Was jedoch vor allem ins Gewicht fällt, ist ein anderer Aspekt, auf den ebenfalls Utopia hinweist: „Eine der Empfehlungen nach dem Kontakt mit Chlordämpfen lautet, den Körper und die Kleidung vollständig zu waschen. Trotz wiederholter Anfragen der Vereinigungen gibt es in dem Camp keinen Zugang zu Wasser.“
Dies ist ein strukturelles Problem, das durch die behördlichen Maßnahmen gegen die Camps erst geschaffen wurde. In den Vorläufercamps des Jungle von Loon-Plage, die sich einige Kilometer entfernt in Grande-Synthe befanden, existierte noch 2021 meist ein rudimentärer Zugang zur öffentlichen Trinkwasserversorgung (siehe hier). Seitdem dies nicht mehr gegeben ist, versuchen zivilgesellschaftlichen Akteur_innen, zumindest regelmäßig befüllte Trinkwassertanks bereitzustellen (siehe hier). Erschwert wird dies, wie auch die Ausgabe von Lebensmitteln und Hilfsgütern, durch die Errichtung einer Barriere aus schweren Betonblöcken auf der jeweiligen Einfahrt in das Camp (siehe hier). Dies hat nicht nur zur Folge, dass Trink- und Waschwasser bestenfalls am Rand eines Camps oder in seiner Umgebung verfügbar ist. Die Betonblöcke bewirken auch, dass Rettungsfahrzeuge nicht mehr in das Camp fahren können. Erst nach einer Räumung im Dezember 2022 wies die Menschenrechtsorganisation Human Rights Observers explizit auf diese Gefahr hin (siehe hier und hier). Die Versperrung der Rettungswege erfolgte zudem in Kenntnis der Tatsache, dass es im gleichen Camp seit Mai 2022 mehrmals zu heftigen Gewaltakten mit Verletzten und Toten gekommen war, zuletzt sechs Tage vor dem Industrieunfall (siehe hier).

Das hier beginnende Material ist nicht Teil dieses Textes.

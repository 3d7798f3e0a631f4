//! Routefinder library entry points.
//!
//! This crate turns road line segments into a weighted graph and answers
//! point-to-point queries over it with four searches: fewest edges, shortest
//! weighted path, bounded depth-first search and alternative-path
//! enumeration. Higher-level consumers (CLI, HTTP service) should only depend
//! on the functions exported here instead of reimplementing behavior.
//!

#![deny(warnings)]

pub mod error;
pub mod graph;
pub mod output;
pub mod path;
pub mod projection;
pub mod routing;
pub mod source;
pub mod spatial;

pub use error::{Error, Result};
pub use graph::{
    build_graph, BuildOptions, BuildStats, CoordinateIndex, Edge, EdgeMeta, Graph, GraphBuilder,
    NodeId, DEFAULT_SNAP_TOLERANCE,
};
pub use output::{render_path, RenderedPath, RouteSummary, NO_PATH_FOUND};
pub use path::{
    bounded_dfs, enumerate_paths, fewest_edges, shortest_weighted, BoundedSearch, Enumeration,
    EnumerationLimits, SafeSearchLimits, SearchStatus, WeightedPath,
};
pub use projection::{parse_lonlat, Crs};
pub use routing::{
    compare_routes, plan_route, resolve_algorithm, AlgorithmChoice, PlanStrategy, RouteAlgorithm,
    RouteMode, RoutePlan, RouteRequest,
};
pub use source::{
    load_source, resolve_crs, resolve_source_path, CsvSegmentSource, Direction, GeoJsonSource,
    MemorySource, Segment, SegmentSource,
};
pub use spatial::{NearestNode, NodeIndex};
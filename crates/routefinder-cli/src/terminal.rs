//! Terminal styling helpers.

/// ANSI escape codes used by the text renderer.
pub mod colors {
    /// Reset all styling.
    pub const RESET: &str = "\x1b[0m";
    /// Bright bold white for headings.
    pub const WHITE_BOLD: &str = "\x1b[1;97m";
    /// Gray for secondary lines (notes, coordinates).
    pub const GRAY: &str = "\x1b[90m";
    /// Yellow for partial-result warnings.
    pub const YELLOW: &str = "\x1b[33m";
    /// Red for "no path found".
    pub const RED: &str = "\x1b[31m";
}

/// Resolved color codes, either ANSI sequences or empty strings when color
/// is disabled.
#[derive(Debug, Clone, Copy)]
pub struct ColorPalette {
    pub reset: &'static str,
    pub heading: &'static str,
    pub muted: &'static str,
    pub warning: &'static str,
    pub error: &'static str,
}

impl ColorPalette {
    #[must_use]
    pub const fn colored() -> Self {
        Self {
            reset: colors::RESET,
            heading: colors::WHITE_BOLD,
            muted: colors::GRAY,
            warning: colors::YELLOW,
            error: colors::RED,
        }
    }

    #[must_use]
    pub const fn plain() -> Self {
        Self {
            reset: "",
            heading: "",
            muted: "",
            warning: "",
            error: "",
        }
    }

    /// Palette matching the current terminal's capabilities.
    pub fn detect() -> Self {
        if supports_color() {
            Self::colored()
        } else {
            Self::plain()
        }
    }
}

/// Check whether the terminal should receive ANSI colors.
///
/// Honours the `NO_COLOR` and `TERM=dumb` conventions.
pub fn supports_color() -> bool {
    if std::env::var_os("NO_COLOR").is_some() {
        return false;
    }
    if let Ok(term) = std::env::var("TERM") {
        if term.eq_ignore_ascii_case("dumb") {
            return false;
        }
    }
    true
}
//! The storage sink seam: anything that accepts a (bucket, key, byte stream) write.

use async_trait::async_trait;
use std::io;
use thiserror::Error;
use tokio::fs::File;
use tokio::io::AsyncReadExt;

/// Errors returned by a storage sink
#[derive(Error, Debug)]
pub enum SinkError {
    #[error("{operation} failed: {message}")]
    Request {
        operation: &'static str,
        message: String,
    },

    #[error("No upload ID in multipart response")]
    MissingUploadId,

    #[error("Failed to read upload body: {0}")]
    Io(#[from] io::Error),
}

/// An opened file ready to be streamed. The handle is released when the body
/// is dropped, which happens as soon as the sink call that consumed it returns.
#[derive(Debug)]
pub struct UploadBody {
    file: File,
    len: u64,
}

impl UploadBody {
    /// Open `path` for reading and capture its length at open time.
    pub async fn open(path: &str) -> io::Result<Self> {
        let file = File::open(path).await?;
        let len = file.metadata().await?.len();
        Ok(Self { file, len })
    }

    pub fn size_bytes(&self) -> u64 {
        self.len
    }

    pub fn into_file(self) -> File {
        self.file
    }

    /// Read up to `max` bytes, stopping early only at end of file.
    pub async fn read_chunk(&mut self, max: usize) -> io::Result<Vec<u8>> {
        let mut chunk = Vec::with_capacity(max);
        (&mut self.file).take(max as u64).read_to_end(&mut chunk).await?;
        Ok(chunk)
    }

    pub async fn read_all(mut self) -> io::Result<Vec<u8>> {
        let mut buf = Vec::with_capacity(self.len as usize);
        self.file.read_to_end(&mut buf).await?;
        Ok(buf)
    }
}

/// Reliable object write. Implementations may split large bodies into parts.
#[cfg_attr(test, mockall::automock)]
#[async_trait]
pub trait StorageSink: Send + Sync {
    async fn put(&self, bucket: &str, key: &str, body: UploadBody) -> Result<(), SinkError>;
}


#[cfg(test)]
mod tests {
    use super::*;

    #[tokio::test]
    async fn test_body_reads_in_chunks() {
        let dir = tempfile::tempdir().unwrap();
        let path = dir.path().join("data.bin");
        std::fs::write(&path, vec![7u8; 10]).unwrap();

        let mut body = UploadBody::open(&path.to_string_lossy()).await.unwrap();
        assert_eq!(body.size_bytes(), 10);

        assert_eq!(body.read_chunk(4).await.unwrap().len(), 4);
        assert_eq!(body.read_chunk(4).await.unwrap().len(), 4);
        assert_eq!(body.read_chunk(4).await.unwrap().len(), 2);
        assert!(body.read_chunk(4).await.unwrap().is_empty());
    }

    #[tokio::test]
    async fn test_open_missing_file() {
        let err = UploadBody::open("/definitely/not/here.jpg").await.unwrap_err();
        assert_eq!(err.kind(), io::ErrorKind::NotFound);
    }
}
//! Startup, wiring and failure handling for the sync pipeline.
//!
//! ```text
//! EventSource ──▶ Watcher ──handoff──▶ Uploader ──▶ StorageSink
//!                    ▲                    │
//!                    └── CancellationToken┘
//! ```

use crate::config::{FailureConfig, PolicyKind, SyncConfig};
use crate::queue::handoff;
use crate::s3_session::{S3Sink, Session, SessionError};
use crate::storage::StorageSink;
use crate::uploader::{TaskError, Uploader, UploaderReport};
use crate::watcher::{EventSource, WatchError, WatchStreams, WatchTarget, Watcher, WatcherReport};
use backoff::backoff::Backoff;
use backoff::ExponentialBackoff;
use std::sync::Arc;
use std::time::Duration;
use thiserror::Error;
use tokio_util::sync::CancellationToken;
use tracing::{error, info};

/// Errors that stop the pipeline
#[derive(Error, Debug)]
pub enum PipelineError {
    #[error(transparent)]
    Session(#[from] SessionError),

    #[error(transparent)]
    Watch(#[from] WatchError),

    #[error(transparent)]
    Task(#[from] TaskError),

    #[error("{0} task panicked: {1}")]
    Panicked(&'static str, String),
}

/// What to do with a failed upload task.
#[derive(Debug, Clone, Copy, PartialEq, Eq)]
pub enum Decision {
    Terminate,
    Skip,
    RetryAfter(Duration),
}

/// Per-task failure policy. Fail-fast unless configured otherwise.
#[derive(Debug, Clone, PartialEq, Eq, Default)]
pub enum FailurePolicy {
    #[default]
    FailFast,
    Skip,
    Retry {
        max_attempts: u32,
        initial_backoff: Duration,
        max_backoff: Duration,
    },
}

impl From<&FailureConfig> for FailurePolicy {
    fn from(config: &FailureConfig) -> Self {
        match config.policy {
            PolicyKind::FailFast => FailurePolicy::FailFast,
            PolicyKind::Skip => FailurePolicy::Skip,
            PolicyKind::Retry => FailurePolicy::Retry {
                max_attempts: config.max_attempts,
                initial_backoff: config.initial_backoff(),
                max_backoff: config.max_backoff(),
            },
        }
    }
}

impl FailurePolicy {
    /// Fresh backoff state for one task.
    pub fn backoff(&self) -> ExponentialBackoff {
        match self {
            FailurePolicy::Retry {
                initial_backoff,
                max_backoff,
                ..
            } => ExponentialBackoff {
                initial_interval: *initial_backoff,
                current_interval: *initial_backoff,
                max_interval: *max_backoff,
                max_elapsed_time: None,
                ..Default::default()
            },
            _ => ExponentialBackoff::default(),
        }
    }

    /// Decide after the `attempt`-th failure of a task (1-based).
    pub fn decide(&self, attempt: u32, backoff: &mut ExponentialBackoff) -> Decision {
        match self {
            FailurePolicy::FailFast => Decision::Terminate,
            FailurePolicy::Skip => Decision::Skip,
            FailurePolicy::Retry { max_attempts, .. } => {
                if attempt >= *max_attempts {
                    return Decision::Terminate;
                }
                backoff
                    .next_backoff()
                    .map(Decision::RetryAfter)
                    .unwrap_or(Decision::Terminate)
            }
        }
    }
}

/// Counters from both loops once the pipeline stops.
#[derive(Debug, Default, Clone, PartialEq, Eq)]
pub struct PipelineReport {
    pub watcher: WatcherReport,
    pub uploader: UploaderReport,
}

/// Top-level owner of the session, the watch and both loops.
pub struct SyncPipeline {
    config: SyncConfig,
}

impl SyncPipeline {
    pub fn new(config: SyncConfig) -> Self {
        Self { config }
    }

    /// Establish the session and bind the watch, then run until cancelled or a
    /// fatal error occurs.
    pub async fn run(self, cancel: CancellationToken) -> Result<PipelineReport, PipelineError> {
        let config = self.config;
        let target = WatchTarget::new(config.local_directory.clone());

        let (session, (source, streams)) = tokio::try_join!(
            async { Session::establish(&config).await.map_err(PipelineError::from) },
            async {
                EventSource::bind(target, config.watch.event_buffer).map_err(PipelineError::from)
            },
        )?;

        let sink = Arc::new(S3Sink::new(session, &config.upload));
        let policy = FailurePolicy::from(&config.failure);

        let result = run_pipeline(streams, sink, config.bucket.clone(), policy, cancel).await;

        source.close();
        result
    }
}

/// Wire watcher and uploader through the handoff and supervise both tasks.
///
/// Returns when the uploader stops: on cancellation or end of the event
/// stream with `Ok`, on a fatal task error with `Err` after stopping the watcher.
pub async fn run_pipeline(
    streams: WatchStreams,
    sink: Arc<dyn StorageSink>,
    bucket: String,
    policy: FailurePolicy,
    cancel: CancellationToken,
) -> Result<PipelineReport, PipelineError> {
    let token = cancel.child_token();
    let (queue_tx, queue_rx) = handoff();

    let watcher_handle = tokio::spawn(Watcher::new(queue_tx).run(streams, token.clone()));
    let uploader_handle = tokio::spawn(Uploader::new(sink, bucket, policy).run(queue_rx, token.clone()));

    info!("Sync pipeline started");

    let uploader_result = uploader_handle.await;

    // Whatever ended the uploader, the watcher has nobody left to feed.
    token.cancel();

    let watcher_report = watcher_handle
        .await
        .map_err(|e| PipelineError::Panicked("watcher", e.to_string()))?;

    let uploader_report = match uploader_result {
        Ok(Ok(report)) => report,
        Ok(Err(err)) => {
            error!(error = %err, path = %err.path(), "Stopping sync pipeline");
            return Err(err.into());
        }
        Err(e) => return Err(PipelineError::Panicked("uploader", e.to_string())),
    };

    info!(
        forwarded = watcher_report.forwarded,
        uploaded = uploader_report.uploaded,
        skipped = uploader_report.skipped,
        watch_errors = watcher_report.errors,
        "Sync pipeline stopped"
    );

    Ok(PipelineReport {
        watcher: watcher_report,
        uploader: uploader_report,
    })
}
//! Directory watching.
//!
//! [`EventSource`] binds a single non-recursive `notify` watch and bridges its
//! callback thread into two tokio channels (events and errors). [`Watcher`]
//! drains those channels, keeps create/write notifications, and hands each
//! path to the uploader through the event queue.

use crate::queue::{EventQueueSender, UploadTask};
use notify::event::ModifyKind;
use notify::{EventKind, RecommendedWatcher, RecursiveMode, Watcher as _};
use std::ops::BitOr;
use std::path::{Path, PathBuf};
use thiserror::Error;
use tokio::sync::mpsc;
use tokio_util::sync::CancellationToken;
use tracing::{debug, info, warn};

/// Errors raised by the watch layer
#[derive(Error, Debug)]
pub enum WatchError {
    #[error("Failed to watch directory {path}: {message}")]
    Init { path: String, message: String },

    #[error("Watch error: {0}")]
    Runtime(String),
}

impl From<notify::Error> for WatchError {
    fn from(err: notify::Error) -> Self {
        WatchError::Runtime(err.to_string())
    }
}

/// Set of filesystem operations carried by one notification.
#[derive(Debug, Clone, Copy, PartialEq, Eq, Default)]
pub struct Op(u8);

impl Op {
    pub const CREATE: Op = Op(1);
    pub const WRITE: Op = Op(1 << 1);
    pub const REMOVE: Op = Op(1 << 2);
    pub const RENAME: Op = Op(1 << 3);
    pub const CHMOD: Op = Op(1 << 4);

    pub fn contains(self, other: Op) -> bool {
        other.0 != 0 && self.0 & other.0 == other.0
    }

    pub fn is_empty(self) -> bool {
        self.0 == 0
    }

    /// Whether this notification should trigger an upload.
    pub fn is_upload_trigger(self) -> bool {
        self.contains(Op::CREATE) || self.contains(Op::WRITE)
    }

    pub fn from_kind(kind: &EventKind) -> Op {
        match kind {
            EventKind::Create(_) => Op::CREATE,
            EventKind::Modify(ModifyKind::Data(_))
            | EventKind::Modify(ModifyKind::Any)
            | EventKind::Modify(ModifyKind::Other) => Op::WRITE,
            EventKind::Modify(ModifyKind::Metadata(_)) => Op::CHMOD,
            EventKind::Modify(ModifyKind::Name(_)) => Op::RENAME,
            EventKind::Remove(_) => Op::REMOVE,
            _ => Op::default(),
        }
    }
}

impl BitOr for Op {
    type Output = Op;

    fn bitor(self, rhs: Op) -> Op {
        Op(self.0 | rhs.0)
    }
}

/// One raw notification for one path.
#[derive(Debug, Clone, PartialEq, Eq)]
pub struct FileChangeEvent {
    pub path: PathBuf,
    pub op: Op,
}

impl FileChangeEvent {
    pub fn new(path: impl Into<PathBuf>, op: Op) -> Self {
        Self {
            path: path.into(),
            op,
        }
    }

    /// Split a notify event into one change per affected path.
    pub fn from_notify(event: notify::Event) -> Vec<FileChangeEvent> {
        let op = Op::from_kind(&event.kind);
        event
            .paths
            .into_iter()
            .map(|path| FileChangeEvent { path, op })
            .collect()
    }

    /// The upload this change calls for, if any.
    pub fn upload_task(&self) -> Option<UploadTask> {
        self.op
            .is_upload_trigger()
            .then(|| UploadTask::new(self.path.to_string_lossy().into_owned()))
    }
}

/// The one directory watched for the life of the process.
#[derive(Debug, Clone, PartialEq, Eq)]
pub struct WatchTarget {
    path: String,
}

impl WatchTarget {
    pub fn new(path: impl Into<String>) -> Self {
        Self { path: path.into() }
    }

    /// The configured directory string, exactly as registered with the watch.
    pub fn path(&self) -> &str {
        &self.path
    }
}

/// Receiving ends of the watch bridge.
pub struct WatchStreams {
    pub events: mpsc::Receiver<FileChangeEvent>,
    pub errors: mpsc::Receiver<WatchError>,
}

impl WatchStreams {
    pub fn new(
        events: mpsc::Receiver<FileChangeEvent>,
        errors: mpsc::Receiver<WatchError>,
    ) -> Self {
        Self { events, errors }
    }
}

/// Live OS watch on a [`WatchTarget`]. Dropping it releases the watch and
/// closes both streams.
pub struct EventSource {
    watcher: RecommendedWatcher,
    target: WatchTarget,
}

impl EventSource {
    /// Register a non-recursive watch on `target`.
    ///
    /// The notify callback runs on its own thread and blocks when `buffer`
    /// events are pending, pushing backpressure onto the OS event queue.
    pub fn bind(target: WatchTarget, buffer: usize) -> Result<(Self, WatchStreams), WatchError> {
        let (event_tx, event_rx) = mpsc::channel(buffer);
        let (error_tx, error_rx) = mpsc::channel(buffer);

        let mut watcher = notify::recommended_watcher(
            move |res: notify::Result<notify::Event>| match res {
                Ok(event) => {
                    for change in FileChangeEvent::from_notify(event) {
                        if event_tx.blocking_send(change).is_err() {
                            return;
                        }
                    }
                }
                Err(err) => {
                    let _ = error_tx.blocking_send(WatchError::from(err));
                }
            },
        )
        .map_err(|e| WatchError::Init {
            path: target.path().to_string(),
            message: e.to_string(),
        })?;

        watcher
            .watch(Path::new(target.path()), RecursiveMode::NonRecursive)
            .map_err(|e| WatchError::Init {
                path: target.path().to_string(),
                message: e.to_string(),
            })?;

        info!(path = %target.path(), "Watching directory");

        Ok((
            Self { watcher, target },
            WatchStreams::new(event_rx, error_rx),
        ))
    }

    pub fn target(&self) -> &WatchTarget {
        &self.target
    }

    /// Unregister the watch and drop the handle.
    pub fn close(mut self) {
        if let Err(e) = self.watcher.unwatch(Path::new(self.target.path())) {
            debug!(path = %self.target.path(), error = %e, "Unwatch failed");
        }
        info!(path = %self.target.path(), "Released directory watch");
    }
}

/// Counters reported when the watcher loop ends.
#[derive(Debug, Default, Clone, PartialEq, Eq)]
pub struct WatcherReport {
    pub forwarded: u64,
    pub ignored: u64,
    pub errors: u64,
}

/// Filters raw changes and feeds the event queue.
pub struct Watcher {
    queue: EventQueueSender,
}

impl Watcher {
    pub fn new(queue: EventQueueSender) -> Self {
        Self { queue }
    }

    /// Run until either stream closes, the queue closes, or `cancel` fires.
    ///
    /// Watch-layer errors are logged and otherwise ignored.
    pub async fn run(self, streams: WatchStreams, cancel: CancellationToken) -> WatcherReport {
        let WatchStreams {
            mut events,
            mut errors,
        } = streams;
        let mut report = WatcherReport::default();

        info!("Watcher started");

        loop {
            tokio::select! {
                biased;
                _ = cancel.cancelled() => {
                    info!("Watcher cancelled");
                    break;
                }
                err = errors.recv() => {
                    let Some(err) = err else {
                        info!("Watch error stream closed");
                        break;
                    };
                    log_watch_error(&mut report, &err);
                }
                event = events.recv() => {
                    let Some(event) = event else {
                        // Errors queued behind the last event still get logged.
                        while let Ok(err) = errors.try_recv() {
                            log_watch_error(&mut report, &err);
                        }
                        info!("Event stream closed");
                        break;
                    };
                    let Some(task) = event.upload_task() else {
                        debug!(path = %event.path.display(), op = ?event.op, "Ignoring event");
                        report.ignored += 1;
                        metrics::counter!("sync.events.ignored").increment(1);
                        continue;
                    };

                    info!(path = %task.path, "Created or modified file");

                    tokio::select! {
                        biased;
                        _ = cancel.cancelled() => {
                            info!("Watcher cancelled while handing off");
                            break;
                        }
                        sent = self.queue.send(task) => {
                            if sent.is_err() {
                                warn!("Event queue closed, stopping watcher");
                                break;
                            }
                        }
                    }

                    report.forwarded += 1;
                    metrics::counter!("sync.events.forwarded").increment(1);
                }
            }
        }

        report
    }
}

fn log_watch_error(report: &mut WatcherReport, err: &WatchError) {
    warn!(error = %err, "Watch error");
    report.errors += 1;
    metrics::counter!("sync.watch.errors").increment(1);
}
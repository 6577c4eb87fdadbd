//! Core data access and business rules for blogdesk.
//! Every user/post/comment invariant lives in this crate; the shell only
//! collects input and renders results.

pub mod auth;
pub mod db;
pub mod logging;
pub mod model;
pub mod repo;
pub mod service;

pub use auth::{hash_password, verify_password, PasswordHashError, Session};
pub use logging::{default_log_level, init_logging, logging_status, LoggingError};
pub use model::comment::{Comment, CommentDraft, CommentId};
pub use model::post::{Post, PostDraft, PostId};
pub use model::user::{User, UserFields, UserId};
pub use model::{EpochMs, ValidationError};
pub use repo::comment_repo::{CommentRepository, SqliteCommentRepository};
pub use repo::error::{RepoError, RepoResult};
pub use repo::post_repo::{PostRepository, SqlitePostRepository};
pub use repo::user_repo::{SqliteUserRepository, UserRepository};
pub use service::comment_service::CommentService;
pub use service::error::{ServiceError, ServiceResult};
pub use service::post_service::PostService;
pub use service::user_service::{SignupRequest, UserService, UserUpdate};

/// Returns the core crate version.
pub fn core_version() -> &'static str {
    env!("CARGO_PKG_VERSION")
}
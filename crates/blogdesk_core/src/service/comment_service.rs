//! Comment use-case service.
//!
//! # Invariants
//! - One comment per `(user, post)`; a second create is `CommentExists`.
//! - The target post must exist before a comment is written or listed.
//! - Only the authoring session may update or delete a comment.

use super::error::{ServiceError, ServiceResult};
use crate::auth::Session;
use crate::model::comment::{Comment, CommentDraft, CommentId};
use crate::model::post::PostId;
use crate::model::user::UserId;
use crate::repo::comment_repo::CommentRepository;
use crate::repo::error::RepoError;
use crate::repo::post_repo::PostRepository;
use log::{info, warn};

const PAIR_CONSTRAINT: &str = "comments.user_id, comments.post_id";

/// Comment service facade.
///
/// Holds a post repository to resolve comment targets.
pub struct CommentService<C: CommentRepository, P: PostRepository> {
    comments: C,
    posts: P,
}

impl<C: CommentRepository, P: PostRepository> CommentService<C, P> {
    pub fn new(comments: C, posts: P) -> Self {
        Self { comments, posts }
    }

    /// Adds the session user's comment to `post_id`.
    pub fn create_comment(
        &self,
        session: &Session,
        post_id: PostId,
        draft: &CommentDraft,
    ) -> ServiceResult<Comment> {
        self.ensure_post_exists(post_id)?;

        let user_id = session.user_id();
        let comment = self
            .comments
            .create_comment(user_id, post_id, draft)
            .map_err(|err| {
                if err.is_duplicate_of(PAIR_CONSTRAINT) {
                    ServiceError::CommentExists { user_id, post_id }
                } else {
                    err.into()
                }
            })?;
        info!(
            "event=comment_create module=service status=ok id={} post_id={}",
            comment.id, comment.post_id
        );
        Ok(comment)
    }

    pub fn list_comments(&self) -> ServiceResult<Vec<Comment>> {
        Ok(self.comments.list_comments()?)
    }

    pub fn list_comments_by_user(&self, user_id: UserId) -> ServiceResult<Vec<Comment>> {
        Ok(self.comments.list_comments_by_user(user_id)?)
    }

    pub fn list_comments_by_post(&self, post_id: PostId) -> ServiceResult<Vec<Comment>> {
        self.ensure_post_exists(post_id)?;
        Ok(self.comments.list_comments_by_post(post_id)?)
    }

    pub fn get_comment(&self, id: CommentId) -> ServiceResult<Comment> {
        Ok(self.comments.get_comment(id)?)
    }

    pub fn get_comment_for_post(&self, user_id: UserId, post_id: PostId) -> ServiceResult<Comment> {
        Ok(self.comments.get_comment_by_user_and_post(user_id, post_id)?)
    }

    /// Replaces the fields of comment `id`; returns the previous snapshot.
    pub fn update_comment(
        &self,
        session: &Session,
        id: CommentId,
        draft: &CommentDraft,
    ) -> ServiceResult<Comment> {
        let existing = self.owned_comment(session, id)?;
        if let Err(err) = self.comments.update_comment(id, session.user_id(), draft) {
            warn!(
                "event=comment_update module=service status=error id={} error={}",
                id, err
            );
            return Err(err.into());
        }
        Ok(existing)
    }

    /// Deletes comment `id`; returns the removed row.
    pub fn delete_comment(&self, session: &Session, id: CommentId) -> ServiceResult<Comment> {
        let existing = self.owned_comment(session, id)?;
        if let Err(err) = self.comments.delete_comment(id) {
            warn!(
                "event=comment_delete module=service status=error id={} error={}",
                id, err
            );
            return Err(err.into());
        }
        Ok(existing)
    }

    fn ensure_post_exists(&self, post_id: PostId) -> ServiceResult<()> {
        match self.posts.get_post(post_id) {
            Ok(_) => Ok(()),
            Err(RepoError::NotFound { .. }) => Err(ServiceError::PostNotFound(post_id)),
            Err(err) => Err(err.into()),
        }
    }

    fn owned_comment(&self, session: &Session, id: CommentId) -> ServiceResult<Comment> {
        let comment = self.comments.get_comment(id)?;
        if comment.user_id != session.user_id() {
            return Err(ServiceError::NotOwner {
                entity: "comment",
                id,
            });
        }
        Ok(comment)
    }
}
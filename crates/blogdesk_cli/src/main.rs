//! `blogdesk` console entry point.
//!
//! # Responsibility
//! - Parse flags, start file logging, open the database, and hand the
//!   console to the menu shell.
//! - Map startup failures to a non-zero exit code.

mod shell;

use blogdesk_core::db::open_db;
use blogdesk_core::{core_version, default_log_level, init_logging, logging_status};
use clap::Parser;
use log::info;
use shell::Shell;
use std::error::Error;
use std::io;
use std::path::PathBuf;
use std::process::ExitCode;

/// Interactive manager for blog users, posts and comments.
#[derive(Debug, Parser)]
#[command(name = "blogdesk", version)]
struct Args {
    /// SQLite database file; created and migrated when missing.
    #[arg(long, env = "BLOGDESK_DB", default_value = "blogdesk.sqlite3")]
    db: PathBuf,
    /// Directory for rolling log files [default: <tmp>/blogdesk-logs].
    #[arg(long, env = "BLOGDESK_LOG_DIR")]
    log_dir: Option<PathBuf>,
    /// trace | debug | info | warn | error
    #[arg(long, env = "BLOGDESK_LOG_LEVEL", default_value = default_log_level())]
    log_level: String,
}

fn main() -> ExitCode {
    let args = Args::parse();
    match run(args) {
        Ok(()) => ExitCode::SUCCESS,
        Err(err) => {
            eprintln!("blogdesk: {err}");
            ExitCode::FAILURE
        }
    }
}

fn run(args: Args) -> Result<(), Box<dyn Error>> {
    let log_dir = resolve_log_dir(args.log_dir)?;
    init_logging(&args.log_level, &log_dir)?;
    if let Some((level, dir)) = logging_status() {
        info!(
            "event=app_start module=cli status=ok version={} level={} log_dir={} db={}",
            core_version(),
            level,
            dir.display(),
            args.db.display()
        );
    }

    let conn = open_db(&args.db)?;
    let stdin = io::stdin();
    let stdout = io::stdout();
    let mut shell = Shell::new(&conn, stdin.lock(), stdout.lock())?;
    shell.run()?;
    Ok(())
}

fn resolve_log_dir(flag: Option<PathBuf>) -> io::Result<PathBuf> {
    let dir = flag.unwrap_or_else(|| std::env::temp_dir().join("blogdesk-logs"));
    if dir.is_absolute() {
        return Ok(dir);
    }
    Ok(std::env::current_dir()?.join(dir))
}

#[cfg(test)]
mod tests {
    use super::{resolve_log_dir, Args};
    use clap::Parser;
    use std::path::PathBuf;

    #[test]
    fn flags_override_defaults() {
        let args = Args::try_parse_from([
            "blogdesk",
            "--db",
            "/tmp/blog.sqlite3",
            "--log-level",
            "warn",
        ])
        .unwrap();
        assert_eq!(args.db, PathBuf::from("/tmp/blog.sqlite3"));
        assert_eq!(args.log_level, "warn");
    }

    #[test]
    fn relative_log_dir_is_anchored_to_cwd() {
        let resolved = resolve_log_dir(Some(PathBuf::from("logs"))).unwrap();
        assert!(resolved.is_absolute());
        assert!(resolved.ends_with("logs"));
        assert!(resolve_log_dir(None).unwrap().is_absolute());
    }
}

Das Chlorgas mag sich verflüchtigt haben, aber es hinterlässt das Wissen, dass die zur Schaffung einer möglichst abschreckenden Lebensumwelt im Vorfeld der Grenze eingesetzten Mittel eine effektive Hilfe im Katastrophenfall konterkarieren würden. Inmitten des hochgradig sekuritisierten Grenzraums besteht ein Defizit an Sicherheit.